A security researcher has publicly disclosed an unpatched Visual Studio Code vulnerability that lets an attacker steal a victim’s GitHub authentication token with a single link click.
The researcher said he chose full disclosure over private reporting because of past frustrations with Microsoft’s security response process.
A Token With Keys to Every Repo
Researcher Ammar Askar detailed the flaw on June 2, along with a working Proof-of-Concept (PoC). The bug impacts github.dev, the browser-based version of VS Code that GitHub serves when a user opens a repository in the web editor.
To let that editor act on the user’s behalf, GitHub passes it an OAuth token that, as Askar noted, is not limited to the repository being viewed. In his words, it “has full access to every other repo that you have access to.” This includes private repositories.
The attack abuses the way VS Code’s sandboxed in-browser components communicate with the main editor, letting attacker-controlled content act as though the user were issuing commands.

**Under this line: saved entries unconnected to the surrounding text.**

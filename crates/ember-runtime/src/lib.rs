//! Ember Runtime - Frame scheduling infrastructure
//!
//! Provides the building blocks that pace and host a simulation:
//! - `FrameTimer` — fixed-period pacing with oversleep correction
//! - `GameLoop` — single-threaded update/draw loop
//! - `SurfaceLoop` / `RenderHandle` — update thread plus platform-driven
//!   draw callback, synchronized by a draw rendezvous
//! - `Simulation` — the update/draw contract the scheduler drives
//! - `RenderTarget` / `TextureProvider` / `PointerState` — platform contracts

mod clock;
mod game_loop;
mod input;
mod surface;
mod surface_loop;
mod system;

pub use clock::FrameTimer;
pub use game_loop::{GameLoop, StepHandler};
pub use input::PointerState;
pub use surface::{BlendMode, QuadTransform, RenderTarget, Texture, TextureProvider};
pub use surface_loop::{RenderHandle, SurfaceLoop};
pub use system::Simulation;
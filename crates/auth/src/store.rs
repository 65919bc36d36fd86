//! Credential persistence (key/value plumbing only).
//!
//! The store never inspects values. Token and profile semantics live in
//! [`crate::session`] and [`crate::lifecycle`].

use thiserror::Error;

#[derive(Debug, Error, Clone, PartialEq, Eq)]
pub enum StoreError {
    /// The backing store refused a write because it is full.
    #[error("storage quota exceeded while writing '{0}'")]
    QuotaExceeded(String),

    /// The backing store could not be reached (disabled, sandboxed, ...).
    #[error("storage unavailable: {0}")]
    Unavailable(String),

    /// Internal lock poisoning (in-memory adapter).
    #[error("storage lock poisoned")]
    Poisoned,
}

/// Flat string key/value store.
///
/// Implemented by the in-memory adapter ([`crate::memory::MemoryStore`]) and
/// by browser `localStorage`/`sessionStorage` wrappers. All calls are
/// synchronous.
pub trait KeyValueStore {
    fn get_item(&self, key: &str) -> Result<Option<String>, StoreError>;

    fn set_item(&self, key: &str, value: &str) -> Result<(), StoreError>;

    fn remove_item(&self, key: &str) -> Result<(), StoreError>;

    /// Remove every entry.
    fn clear(&self) -> Result<(), StoreError>;
}

/// Persistent + session-scoped storage pair holding the credential bundle.
pub struct CredentialStore {
    persistent: Box<dyn KeyValueStore>,
    session: Box<dyn KeyValueStore>,
}

impl CredentialStore {
    pub fn new(
        persistent: impl KeyValueStore + 'static,
        session: impl KeyValueStore + 'static,
    ) -> Self {
        Self {
            persistent: Box::new(persistent),
            session: Box::new(session),
        }
    }

    /// First non-empty persistent value among `aliases`, in the given order.
    ///
    /// A failing read on one alias is logged and treated as absent.
    pub fn get(&self, aliases: &[&str]) -> Option<String> {
        aliases.iter().find_map(|key| match self.persistent.get_item(key) {
            Ok(Some(value)) if !value.is_empty() => Some(value),
            Ok(_) => None,
            Err(err) => {
                tracing::warn!(key = *key, error = %err, "credential read failed");
                None
            }
        })
    }

    pub fn set(&self, key: &str, value: &str) -> Result<(), StoreError> {
        self.persistent.set_item(key, value)
    }

    /// Write entries in order.
    ///
    /// Not transactional: on failure the earlier entries stay written.
    pub fn set_many<'a, I>(&self, entries: I) -> Result<(), StoreError>
    where
        I: IntoIterator<Item = (&'a str, &'a str)>,
    {
        for (key, value) in entries {
            self.persistent.set_item(key, value)?;
        }
        Ok(())
    }

    /// Remove `keys` from persistent storage.
    ///
    /// Every key is attempted; the first failure is returned.
    pub fn clear<'a, I>(&self, keys: I) -> Result<(), StoreError>
    where
        I: IntoIterator<Item = &'a str>,
    {
        remove_all(self.persistent.as_ref(), keys)
    }

    /// Remove `keys` from session-scoped storage.
    pub fn clear_session<'a, I>(&self, keys: I) -> Result<(), StoreError>
    where
        I: IntoIterator<Item = &'a str>,
    {
        remove_all(self.session.as_ref(), keys)
    }

    /// Wipe session-scoped storage entirely.
    pub fn clear_session_all(&self) -> Result<(), StoreError> {
        self.session.clear()
    }
}

fn remove_all<'a, I>(store: &dyn KeyValueStore, keys: I) -> Result<(), StoreError>
where
    I: IntoIterator<Item = &'a str>,
{
    let mut first_error = None;
    for key in keys {
        if let Err(err) = store.remove_item(key) {
            tracing::warn!(key, error = %err, "credential removal failed");
            first_error.get_or_insert(err);
        }
    }
    first_error.map_or(Ok(()), Err)
}

impl core::fmt::Debug for CredentialStore {
    fn fmt(&self, f: &mut core::fmt::Formatter<'_>) -> core::fmt::Result {
        f.debug_struct("CredentialStore").finish_non_exhaustive()
    }
}

#[cfg(test)]
mod tests {
    use super::*;
    use crate::memory::MemoryStore;

    fn store() -> (CredentialStore, MemoryStore, MemoryStore) {
        let persistent = MemoryStore::new();
        let session = MemoryStore::new();
        (
            CredentialStore::new(persistent.clone(), session.clone()),
            persistent,
            session,
        )
    }

    #[test]
    fn get_returns_first_non_empty_alias() {
        let (store, persistent, _) = store();
        persistent.insert("authToken", "");
        persistent.insert("adminToken", "admin-tok");
        persistent.insert("refresh_token", "later");

        let found = store.get(&["token", "authToken", "adminToken", "refresh_token"]);
        assert_eq!(found.as_deref(), Some("admin-tok"));
    }

    #[test]
    fn get_respects_caller_priority() {
        let (store, persistent, _) = store();
        persistent.insert("token", "canonical");
        persistent.insert("adminToken", "legacy");

        assert_eq!(store.get(&["adminToken", "token"]).as_deref(), Some("legacy"));
        assert_eq!(store.get(&["token", "adminToken"]).as_deref(), Some("canonical"));
        assert_eq!(store.get(&["nothing"]), None);
    }

    #[test]
    fn set_many_keeps_partial_writes_on_quota_failure() {
        let persistent = MemoryStore::with_quota(2);
        let store = CredentialStore::new(persistent.clone(), MemoryStore::new());

        let err = store
            .set_many([("a", "1"), ("b", "2"), ("c", "3")])
            .unwrap_err();

        assert_eq!(err, StoreError::QuotaExceeded("c".to_string()));
        assert_eq!(persistent.get("a").as_deref(), Some("1"));
        assert_eq!(persistent.get("b").as_deref(), Some("2"));
        assert!(!persistent.contains("c"));
    }

    #[test]
    fn clear_touches_only_the_named_scope() {
        let (store, persistent, session) = store();
        persistent.insert("token", "p");
        session.insert("token", "s");
        session.insert("draft", "keep");

        store.clear(["token"]).unwrap();
        assert!(!persistent.contains("token"));
        assert!(session.contains("token"));

        store.clear_session(["token"]).unwrap();
        assert!(!session.contains("token"));
        assert!(session.contains("draft"));

        store.clear_session_all().unwrap();
        assert!(session.is_empty());
    }
}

Chained together, those steps install a malicious extension that reads the token and queries the GitHub API to list every private repository the victim can reach. At the time of writing, the flaw is unpatched and has no CVE.
Risk Reduction and Disclosure Frustration
Because there is no fix, the practical defense is to cut off the token the attack relies on. Askar noted that clearing cookies and local site data for github.dev forces a sign-in prompt the next time the site loads, giving a target the chance to spot something wrong and leave before any token is exposed.
Organizations can further limit exposure by favoring narrowly scoped GitHub tokens and monitoring GitHub logs for unusual OAuth activity.
Askar said he gave a GitHub security contact about an hour’s notice before publishing but framed the release as deliberate full disclosure, citing a previous case in which he said Microsoft Security Response Centre (MSRC) silently fixed a VS Code bug without credit and dismissed its security impact.
The disclosure follows a wider run of zero-days dropped outside coordinated channels by researchers with similar grievances. A researcher using the handle Nightmare Eclipse recently published a series of Windows and Defender zero-days, several now exploited in the wild.
On that occasion, Microsoft responded by reaffirming coordinated disclosure and signaling it would work with law enforcement against actors causing real harm.
Microsoft responded to Expert Insights’ request for comment but did not have further information to share at the time of publication.